§ **Your goal**
Examine each line of the data. Copy the line if it includes the word "Some".

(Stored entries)
========================

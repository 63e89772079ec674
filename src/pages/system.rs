//! System Page
//!
//! Architecture overview. Clicking a component card opens its details;
//! clicking it again closes them.

use leptos::prelude::*;

use crate::catalog::{LIVE_STATUS, PIPELINE_STAGES, SYSTEM_COMPONENTS, SYSTEM_METRICS};
use crate::components::{Badge, BadgeVariant, Card, ProgressBar};
use crate::models::SystemComponentStatus;

/// New selection after clicking `id`
pub fn toggle_selection(current: Option<&'static str>, id: &'static str) -> Option<&'static str> {
    if current == Some(id) {
        None
    } else {
        Some(id)
    }
}

fn component_badge(status: &str) -> BadgeVariant {
    match status {
        "Active" | "Ready" => BadgeVariant::Default,
        _ => BadgeVariant::Secondary,
    }
}

fn gauge_badge(status: &str) -> BadgeVariant {
    match status {
        "Excellent" | "Optimal" => BadgeVariant::Default,
        "Normal" | "Low" => BadgeVariant::Secondary,
        _ => BadgeVariant::Destructive,
    }
}

#[component]
pub fn SystemPage() -> impl IntoView {
    let (selected, set_selected) = signal(None::<&'static str>);

    view! {
        <div class="container py-8">
            <div class="mb-8">
                <h1 class="text-3xl font-bold mb-2">"System Architecture"</h1>
                <p class="text-muted-foreground text-lg">
                    "Comprehensive overview of FLARE Alert's emergency detection infrastructure"
                </p>
            </div>

            <div class="grid grid-cols-1 md:grid-cols-2 lg:grid-cols-4 gap-6 mb-8">
                {SYSTEM_METRICS.iter().map(|metric| view! {
                    <Card>
                        <div class="flex items-center justify-between">
                            <div>
                                <p class="text-sm font-medium text-muted-foreground">{metric.label}</p>
                                <p class=format!("text-2xl font-bold {}", metric.note)>{metric.value}</p>
                            </div>
                            <span class=format!("icon text-3xl {}", metric.note)>{metric.icon}</span>
                        </div>
                    </Card>
                }).collect_view()}
            </div>

            <Card class="mb-8">
                <h2 class="card-title">"🛡 Processing Pipeline"</h2>
                <p class="card-description">"Real-time hazard detection and response workflow"</p>
                <div class="flex items-center justify-between p-6 bg-muted rounded-lg">
                    {PIPELINE_STAGES.iter().enumerate().map(|(index, stage)| view! {
                        <div class="flex items-center">
                            <div class="text-center">
                                <div class="pipeline-step">
                                    <span class="text-xs font-bold text-primary">{index + 1}</span>
                                </div>
                                <p class="text-xs font-medium">{*stage}</p>
                            </div>
                            {(index + 1 < PIPELINE_STAGES.len()).then(|| view! {
                                <span class="icon text-muted-foreground mx-4">"→"</span>
                            })}
                        </div>
                    }).collect_view()}
                </div>
                <div class="mt-4 text-center">
                    <Badge variant=BadgeVariant::Secondary>"Average Processing Time: 28 seconds"</Badge>
                </div>
            </Card>

            <div class="grid grid-cols-1 lg:grid-cols-2 xl:grid-cols-3 gap-6 mb-8">
                {SYSTEM_COMPONENTS.iter().map(|component| view! {
                    <ComponentCard component=component selected=selected set_selected=set_selected />
                }).collect_view()}
            </div>

            <Card>
                <h2 class="card-title">"📈 Live System Status"</h2>
                <p class="card-description">"Real-time monitoring and health metrics"</p>
                <div class="space-y-6">
                    {LIVE_STATUS.iter().map(|gauge| view! {
                        <div class="space-y-2">
                            <div class="flex justify-between items-center">
                                <span class="text-sm font-medium">{gauge.name}</span>
                                <div class="flex items-center gap-2">
                                    <span class="text-sm text-muted-foreground">{gauge.value}</span>
                                    <Badge variant=gauge_badge(gauge.status)>{gauge.status}</Badge>
                                </div>
                            </div>
                            <ProgressBar percent=gauge.percent />
                        </div>
                    }).collect_view()}
                </div>
                <div class="mt-6 pt-6 border-t flex items-center justify-between">
                    <div class="flex items-center gap-2">
                        <span class="icon text-success">"🌐"</span>
                        <span class="text-sm font-medium">"All Systems Operational"</span>
                    </div>
                    <button class="btn btn-outline btn-sm">"View Detailed Logs"</button>
                </div>
            </Card>
        </div>
    }
}

#[component]
fn ComponentCard(
    component: &'static SystemComponentStatus,
    selected: ReadSignal<Option<&'static str>>,
    set_selected: WriteSignal<Option<&'static str>>,
) -> impl IntoView {
    let id = component.id;
    let is_selected = move || selected.get() == Some(id);

    view! {
        <div
            class=move || if is_selected() { "card cursor-pointer ring" } else { "card cursor-pointer" }
            on:click=move |_| set_selected.update(|current| *current = toggle_selection(*current, id))
        >
            <div class="flex items-center justify-between">
                <div class="flex items-center gap-3">
                    <div class="icon-tile">{component.icon}</div>
                    <div>
                        <h3 class="text-lg font-semibold">{component.name}</h3>
                        <Badge variant=component_badge(component.status)>{component.status}</Badge>
                    </div>
                </div>
                <span class="icon text-success">"✓"</span>
            </div>
            <p class="text-sm text-muted-foreground mb-4">{component.description}</p>
            <div class="space-y-2">
                {component.metrics.iter().map(|(key, value)| view! {
                    <div class="flex justify-between text-sm">
                        <span class="capitalize text-muted-foreground">{format!("{}:", key)}</span>
                        <span class="font-medium">{*value}</span>
                    </div>
                }).collect_view()}
            </div>
            <Show when=is_selected>
                <div class="mt-4 pt-4 border-t">
                    <p class="text-sm text-muted-foreground">{component.details}</p>
                </div>
            </Show>
        </div>
    }
}

#[cfg(test)]
mod tests {
    use super::*;

    #[test]
    fn test_toggle_selection() {
        let first = toggle_selection(None, "camera");
        assert_eq!(first, Some("camera"));
        assert_eq!(toggle_selection(first, "ai"), Some("ai"));
        assert_eq!(toggle_selection(first, "camera"), None);
    }

    #[test]
    fn test_component_ids_unique() {
        let mut ids: Vec<_> = SYSTEM_COMPONENTS.iter().map(|c| c.id).collect();
        ids.sort();
        ids.dedup();
        assert_eq!(ids.len(), SYSTEM_COMPONENTS.len());
    }
}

========================

§ **Answer area**
    if current == Some(id) {
        Some(id)
    let is_selected = move || selected.get() == Some(id);
        assert_eq!(first, Some("camera"));
        assert_eq!(toggle_selection(first, "ai"), Some("ai"));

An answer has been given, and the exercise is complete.